What I've tried so far (including Tesseract) is either bad for Russian texts
or cannot work with mixed texts (e.g.Russian with some English words). Or
both.

Programming languages/platform don't matter, but smth Linux-compatible is
better of course.

------
dogma1138
Tesseract can (and has to be) trained, so it can effectively support anything.

OCR isn't limited to language usually unless you are doing some really high
end stuff when it does linguistic prediction but you only need that if you are
working with really poor (image) quality sources.

But overall OCR is "language" agnostic, it is however usually not type set
agnostic so what you would want to do is train it for whatever fonts are
common for a particular language.

This gets slightly tricky if you have to do handwritten transcription or very
stylized fonts but in those cases the "language" again is not an issue because
your OCR program doesn't understand language to begin with.

------
acd
Caffee Deep learning possibly outperforms Tesseract.

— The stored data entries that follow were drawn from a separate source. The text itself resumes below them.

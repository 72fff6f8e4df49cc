//! Device registry, input dispatch and timer tests.
//!
//! Covers:
//! - devices are numbered from 1 and named `net<index>` by default
//! - open/close fail when the device is already in that state
//! - run opens every device and shutdown closes them again
//! - output fails when the device is down or the payload exceeds the MTU
//! - duplicate protocol registration is refused
//! - soft-irq drain runs the handler once per entry, in FIFO order
//! - unknown EtherTypes are dropped
//! - a soft-irq worker parked on the request wakes when input arrives
//! - a timer runs only once its interval has strictly elapsed

use std::sync::{Arc, Mutex};
use std::sync::atomic::{AtomicUsize, Ordering};
use std::thread;

use laplus_lib::host_runtime;

use crate::netdev::{DeviceInfo, DeviceType, NetDevice};
use crate::netstack::StackCore;
use crate::testutil::{new_stack, wait_until};
use crate::types::{DevIndex, NetError};

struct NullDevice;

impl NetDevice for NullDevice {
    fn transmit(
        &self,
        _dev: &DeviceInfo,
        _ether_type: u16,
        data: &[u8],
        _dst: &[u8],
    ) -> Result<usize, NetError> {
        Ok(data.len())
    }
}

fn null_info(mtu: u16) -> DeviceInfo {
    DeviceInfo::new(DeviceType::Null, mtu)
}

/// Local experimental EtherType, unused by the stack.
const ETH_P_TEST: u16 = 0x88b5;

// =============================================================================
// Registry
// =============================================================================

#[test]
fn devices_are_numbered_from_one() {
    let (stack, _) = new_stack(1);
    let first = stack.register_device(null_info(1500), Box::new(NullDevice)).unwrap();
    let second = stack.register_device(null_info(1500), Box::new(NullDevice)).unwrap();
    assert_eq!(first, DevIndex(1));
    assert_eq!(second, DevIndex(2));

    let core = stack.lock();
    assert_eq!(core.devices.get(first).unwrap().info.name, "net1");
    assert_eq!(core.devices.get(second).unwrap().info.name, "net2");
    assert!(core.devices.get(DevIndex(0)).is_none());
    assert!(core.devices.get(DevIndex(3)).is_none());
}

#[test]
fn duplicate_device_name_is_rejected() {
    let (stack, _) = new_stack(1);
    let mut info = null_info(1500);
    info.name = "eth0".into();
    stack.register_device(info.clone(), Box::new(NullDevice)).unwrap();
    assert_eq!(
        stack.register_device(info, Box::new(NullDevice)),
        Err(NetError::AlreadyExists)
    );
}

#[test]
fn open_and_close_reject_repeated_transitions() {
    let (stack, _) = new_stack(1);
    let dev = stack.register_device(null_info(1500), Box::new(NullDevice)).unwrap();

    assert_eq!(stack.close_device(dev), Err(NetError::DeviceDown));
    stack.open_device(dev).unwrap();
    assert_eq!(stack.open_device(dev), Err(NetError::DeviceBusy));
    stack.close_device(dev).unwrap();
    assert_eq!(stack.close_device(dev), Err(NetError::DeviceDown));
    assert_eq!(stack.open_device(DevIndex(9)), Err(NetError::NoSuchDevice));
}

#[test]
fn run_and_shutdown_toggle_every_device() {
    let (stack, _) = new_stack(1);
    let first = stack.register_device(null_info(1500), Box::new(NullDevice)).unwrap();
    let second = stack.register_device(null_info(1500), Box::new(NullDevice)).unwrap();
    stack.open_device(second).unwrap();

    stack.run().unwrap();
    {
        let core = stack.lock();
        assert!(core.devices.get(first).unwrap().info.is_up());
        assert!(core.devices.get(second).unwrap().info.is_up());
    }

    stack.shutdown().unwrap();
    {
        let core = stack.lock();
        assert!(!core.devices.get(first).unwrap().info.is_up());
        assert!(!core.devices.get(second).unwrap().info.is_up());
    }
    // Nothing left to close.
    stack.shutdown().unwrap();
}

#[test]
fn output_checks_state_and_mtu() {
    let (stack, _) = new_stack(1);
    let dev = stack.register_device(null_info(64), Box::new(NullDevice)).unwrap();

    let core = stack.lock();
    assert_eq!(
        core.devices.output(dev, ETH_P_TEST, &[0; 16], &[]),
        Err(NetError::DeviceDown)
    );
    drop(core);

    stack.open_device(dev).unwrap();
    let core = stack.lock();
    assert_eq!(core.devices.output(dev, ETH_P_TEST, &[0; 64], &[]), Ok(64));
    assert_eq!(
        core.devices.output(dev, ETH_P_TEST, &[0; 65], &[]),
        Err(NetError::MessageTooLong)
    );
}

// =============================================================================
// Input dispatch
// =============================================================================

static SEEN: Mutex<Vec<(u8, DevIndex)>> = Mutex::new(Vec::new());

fn record_input(_core: &mut StackCore, data: &[u8], dev: DevIndex) {
    SEEN.lock().unwrap().push((data[0], dev));
}

#[test]
fn duplicate_protocol_is_rejected() {
    let (stack, _) = new_stack(1);
    assert_eq!(
        stack.register_protocol(0x0800, record_input),
        Err(NetError::AlreadyExists)
    );
}

#[test]
fn softirq_drains_in_fifo_order() {
    let (stack, _) = new_stack(1);
    stack.register_protocol(ETH_P_TEST, record_input).unwrap();
    assert!(!stack.softirq_pending());

    for byte in 1..=3u8 {
        stack.dispatch_input(ETH_P_TEST, &[byte, 0, 0], DevIndex(1));
    }
    assert!(stack.softirq_pending());
    assert_eq!(stack.softirq_handler(), 3);
    assert!(!stack.softirq_pending());

    let seen = SEEN.lock().unwrap().clone();
    assert_eq!(
        seen,
        vec![(1, DevIndex(1)), (2, DevIndex(1)), (3, DevIndex(1))]
    );
}

#[test]
fn unknown_ether_type_is_dropped() {
    let (stack, _) = new_stack(1);
    stack.dispatch_input(0x86dd, &[0; 40], DevIndex(1));
    assert!(!stack.softirq_pending());
    assert_eq!(stack.softirq_handler(), 0);
}

static WORKER_INPUT: AtomicUsize = AtomicUsize::new(0);

fn count_input(_core: &mut StackCore, _data: &[u8], _dev: DevIndex) {
    WORKER_INPUT.fetch_add(1, Ordering::SeqCst);
}

#[test]
fn parked_worker_wakes_on_input() {
    host_runtime::install();
    let (stack, _) = new_stack(1);
    stack.register_protocol(ETH_P_TEST, count_input).unwrap();

    let s = Arc::clone(&stack);
    let worker = thread::spawn(move || {
        assert!(s.wait_softirq());
        s.softirq_handler()
    });
    wait_until(|| stack.softirq_wait.waiter_count() == 1);

    stack.dispatch_input(ETH_P_TEST, &[7], DevIndex(1));
    assert_eq!(worker.join().unwrap(), 1);
    assert_eq!(WORKER_INPUT.load(Ordering::SeqCst), 1);
}

// =============================================================================
// Timers
// =============================================================================

static TICKS: AtomicUsize = AtomicUsize::new(0);

fn count_tick(_core: &mut StackCore) {
    TICKS.fetch_add(1, Ordering::SeqCst);
}

#[test]
fn timer_needs_a_strictly_elapsed_interval() {
    let (stack, clock) = new_stack(1);
    stack.register_timer(50, count_tick);

    clock.advance(50);
    stack.timer_handler();
    assert_eq!(TICKS.load(Ordering::SeqCst), 0);

    clock.advance(1);
    stack.timer_handler();
    assert_eq!(TICKS.load(Ordering::SeqCst), 1);

    // The interval restarts from the last run.
    clock.advance(50);
    stack.timer_handler();
    assert_eq!(TICKS.load(Ordering::SeqCst), 1);
    clock.advance(1);
    stack.timer_handler();
    assert_eq!(TICKS.load(Ordering::SeqCst), 2);
}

[https://christopher5106.github.io/computer/vision/2015/09/14...](https://christopher5106.github.io/computer/vision/2015/09/14/comparing-
tesseract-and-deep-learning-for-ocr-optical-character-recognition.html)

------
mynewtb
Tesseract

------
postila
The best tool would be something that I can iteratively improve using some ML
methods, that I would run on Linux and integrate into my programs. And open
source, of course. I know, I want too much :)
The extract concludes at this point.